= What you are asked to do =
Each line of the material must reappear unchanged in the answer.

= Input data =
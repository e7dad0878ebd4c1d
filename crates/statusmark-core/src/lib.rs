// ABOUTME: Badge workflows, pickers and color logic running against host capability traits
// ABOUTME: Hosts provide settings, color customizations, an indicator and prompts; this crate drives them

pub mod app;
pub mod badge;
pub mod capabilities;
pub mod color;
pub mod error;
pub mod picker;
pub mod prompt;
pub mod settings;
pub mod status_bar;
pub mod watcher;
pub mod workflow;

#[cfg(any(test, feature = "test-support"))]
pub mod testing;

#[cfg(test)]
mod tests;

// Activation and commands
pub use app::StatusMark;

// Host capability exports
pub use capabilities::{
    ColorCustomizationStore, ColorCustomizations, ColorSnapshot, HostServices, InputEvent, InputOptions,
    InputSession, MessageLevel, PickerEvent, PickerOptions, PickerSession, PromptHost,
    SettingChange, SettingsStore, StatusIndicator, WorkspaceProbe,
};

pub use badge::{BadgeRenderer, BadgeView};
pub use color::{Rgb, contrasting_text_color, normalize_hex_color, parse_hex_color};
pub use error::{Result, StatusMarkError};
pub use picker::{ItemKind, PickerItem, Preview};
pub use status_bar::{ApplyColorOptions, apply_status_bar_color};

= Response to this task =
repository e7dad0878ebd4c1d
filename crates/statusmark-core/src/lib.rs
// ABOUTME: Badge workflows, pickers and color logic running against host capability traits
// ABOUTME: Hosts provide settings, color customizations, an indicator and prompts; this crate drives them

pub mod app;
pub mod badge;
pub mod capabilities;
pub mod color;
pub mod error;
pub mod picker;
pub mod prompt;
pub mod settings;
pub mod status_bar;
pub mod watcher;
pub mod workflow;

#[cfg(any(test, feature = "test-support"))]
pub mod testing;

#[cfg(test)]
mod tests;

// Activation and commands
pub use app::StatusMark;

// Host capability exports
pub use capabilities::{
    ColorCustomizationStore, ColorCustomizations, ColorSnapshot, HostServices, InputEvent, InputOptions,
    InputSession, MessageLevel, PickerEvent, PickerOptions, PickerSession, PromptHost,
    SettingChange, SettingsStore, StatusIndicator, WorkspaceProbe,
};

pub use badge::{BadgeRenderer, BadgeView};
pub use color::{Rgb, contrasting_text_color, normalize_hex_color, parse_hex_color};
pub use error::{Result, StatusMarkError};
pub use picker::{ItemKind, PickerItem, Preview};
pub use status_bar::{ApplyColorOptions, apply_status_bar_color};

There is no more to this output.